法華経が説かれる最初の経典で今に至る四十余年未だ真実を顕さずということは」

「これからが真実の法なのだということ?」
「そのとおり」
「釈迦は最初に華厳経という難しい法を説いたが皆何のことかわからなかったと
いうことでしたね」

「そこで阿含とか方等とかの低い教えから入りなおした。色即是空とかこの世の
無常から説き始めたのや。早合点した輩はそれが仏の教えやと思って後があるのに
さっさと自分の宗派を起こしてしもた」

「そこで四十余年 未顕真実」
「そや、さらに次の次の方便品で正直に方便を捨てて 但無上道を説く という
わけやさらに宝塔品で多宝如来はこれはすべて真実だから余経を一偈も受けるな
と叫ばれたんや」

「今までの教えはみんな嘘?」
「そのとおり。今までのは皆誰かが質問されて佛がそれに答えるという形じゃったが
法華経は違う。佛自らが最後の法をお説き始められたのじゃ」
「ほう」

「外に目を向けるより内、内とは仏教のことじゃ。

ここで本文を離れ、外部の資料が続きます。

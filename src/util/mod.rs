// ClaimAudit - util/mod.rs
//
// Utility modules: error types, named constants, logging setup.

pub mod constants;
pub mod error;
pub mod logging;
// ClaimAudit - core/mod.rs
//
// Core business logic layer.
// Dependencies: standard library, csv, chrono, serde.
// Must NOT depend on: ui, platform, app.

pub mod audit;
pub mod export;
pub mod filter;
pub mod ingest;
pub mod model;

その中でもたくさんの民衆を救う
大乗経すぐれたり」
「なるほど」
「大乗経の中でも権経より実経すぐれたり。実教とは」
「法華経のことですか?」
「そういうことよ」

大きくうなづきながらお二人はお酒を酌み交わし肴に手を付けておられます。
まるで目が見えておられるような源氏様です。
草葉の陰から紫の上様がそっと覗いておられるような、そんな淡い昼の日差しです。